After a few months or years, when a newly discovered satellite's existence has been confirmed and its orbit computed, a permanent name is chosen, which replaces the "S/" provisional designation. However, in the past, some satellites remained unnamed for surprisingly long periods after their discovery. See Naming of moons for a history of how some of the major satellites got their current names.

The Roman numbering system arose with the very first discovery of natural satellites other than Earth's: Galileo referred to the Galilean moons as I through IV (counting from Jupiter outward), in part to spite his rival Simon Marius, who had proposed the names now adopted, after his own proposal to name the bodies after members of the Medici family failed to win currency. Similar numbering schemes naturally arose with the discovery of moons around Saturn and Mars. Although the numbers initially designated the moons in orbital sequence, new discoveries soon failed to conform with this scheme (e.g. "Jupiter V" is Amalthea, which orbits closer to Jupiter than does Io). The unstated convention then became, at the close of the 19th century, that the numbers more or less reflected the order of discovery, except for prior historical exceptions (see the Timeline of discovery of Solar System planets and their moons).

=== Geological and geographical features ===

In addition to naming planets and satellites themselves, the individual geological and geographical features such as craters, mountains, and volcanoes, on those planets and satellites also need to be named.

In the early days, only a very limited number of features could be seen on other Solar System bodies other than the Moon. Craters on the Moon could be observed with even some of the earliest telescopes, and 19th-century telescopes could make out some features on Mars.

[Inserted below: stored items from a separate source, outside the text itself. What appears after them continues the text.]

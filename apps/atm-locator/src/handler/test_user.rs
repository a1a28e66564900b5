//! # testuser REST API ハンドラ
//!
//! ## エンドポイント
//!
//! | メソッド | パス | 成功 | エラー |
//! |----------|------|------|--------|
//! | GET | `/api/testuser` | 200 | - |
//! | POST | `/api/testuser` | 201 | 400 |
//! | GET | `/api/testuser/{id}` | 200 | 404 |
//! | PUT | `/api/testuser/{id}` | 200 | 400 / 404 |
//! | DELETE | `/api/testuser/{id}` | 204 | 404 |
//!
//! UUID として解釈できない ID はストアに存在し得ないため 404 とする。
//! PUT はボディに含まれるフィールドのみを更新する。

use std::sync::Arc;

use atm_locator_domain::test_user::TestUserId;
use axum::{
    Json,
    extract::{Path, State, rejection::JsonRejection},
    http::StatusCode,
    response::IntoResponse,
};
use serde_json::Value as JsonValue;

use super::envelope::{ModelEnvelope, TestUserDto};
use crate::{app::AppState, error::ApiError, middleware::CurrentRequestId};

/// パスの ID を解釈する
pub(crate) fn parse_id(raw: &str) -> Result<TestUserId, ApiError> {
    TestUserId::parse(raw).ok_or(ApiError::NotFound)
}

/// testuser 一覧
pub async fn list_test_users(
    State(state): State<Arc<AppState>>,
    CurrentRequestId(request_id): CurrentRequestId,
) -> Json<ModelEnvelope<Vec<TestUserDto>>> {
    let model = state.test_users.model_definition();
    let users: Vec<TestUserDto> = state
        .test_users
        .find_all()
        .into_iter()
        .map(TestUserDto::from)
        .collect();

    Json(ModelEnvelope::new(request_id, model.plural, users))
}

/// testuser 作成
pub async fn create_test_user(
    State(state): State<Arc<AppState>>,
    CurrentRequestId(request_id): CurrentRequestId,
    body: Result<Json<JsonValue>, JsonRejection>,
) -> Result<impl IntoResponse, ApiError> {
    let Json(input) = body?;
    let user = state.test_users.create(&input)?;
    tracing::info!(id = %user.id(), "testuser を作成しました");

    let model = state.test_users.model_definition();
    Ok((
        StatusCode::CREATED,
        Json(ModelEnvelope::new(
            request_id,
            model.name,
            TestUserDto::from(user),
        )),
    ))
}

/// testuser 取得
pub async fn get_test_user(
    State(state): State<Arc<AppState>>,
    CurrentRequestId(request_id): CurrentRequestId,
    Path(id): Path<String>,
) -> Result<Json<ModelEnvelope<TestUserDto>>, ApiError> {
    let id = parse_id(&id)?;
    let user = state.test_users.find_by_id(&id).ok_or(ApiError::NotFound)?;

    let model = state.test_users.model_definition();
    Ok(Json(ModelEnvelope::new(
        request_id,
        model.name,
        TestUserDto::from(user),
    )))
}

/// testuser 部分更新
///
/// レコードが存在しなければボディを検証せずに 404 を返す。
pub async fn update_test_user(
    State(state): State<Arc<AppState>>,
    CurrentRequestId(request_id): CurrentRequestId,
    Path(id): Path<String>,
    body: Result<Json<JsonValue>, JsonRejection>,
) -> Result<Json<ModelEnvelope<TestUserDto>>, ApiError> {
    let id = parse_id(&id)?;
    if state.test_users.find_by_id(&id).is_none() {
        return Err(ApiError::NotFound);
    }

    let Json(input) = body?;
    let user = state
        .test_users
        .update(&id, &input)?
        .ok_or(ApiError::NotFound)?;
    tracing::info!(id = %user.id(), "testuser を更新しました");

    let model = state.test_users.model_definition();
    Ok(Json(ModelEnvelope::new(
        request_id,
        model.name,
        TestUserDto::from(user),
    )))
}

/// testuser 削除
pub async fn delete_test_user(
    State(state): State<Arc<AppState>>,
    Path(id): Path<String>,
) -> Result<StatusCode, ApiError> {
    let id = parse_id(&id)?;
    let deleted = state.test_users.delete(&id).ok_or(ApiError::NotFound)?;
    tracing::info!(id = %deleted, "testuser を削除しました");

    Ok(StatusCode::NO_CONTENT)
}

Jupiter had its famous Great Red Spot, also visible through early telescopes.

In 1919, the IAU was formed, and it appointed a committee to regularize the chaotic lunar and Martian nomenclatures then current. Much of the work was done by Mary Adela Blagg, and the report Named Lunar Formations by Blagg and Muller (1935), was the first systematic listing of lunar nomenclature. Later, "The System of Lunar Craters, quadrants I, II, III, IV" was published, under the direction of Gerard P. Kuiper. These works were adopted by the IAU and became the recognized sources for lunar nomenclature.

The Martian nomenclature was clarified in 1958, when a committee of the IAU recommended for adoption the names of 128 albedo features (bright, dark, or colored) observed through ground-based telescopes (IAU, 1960). These names were based on a system of nomenclature developed in the late 19th century by the Italian astronomer Giovanni V. Schiaparelli (1879) and expanded in the early 20th century by Eugene M. Antoniadi (1929), a Greek-born astronomer working at Meudon, France.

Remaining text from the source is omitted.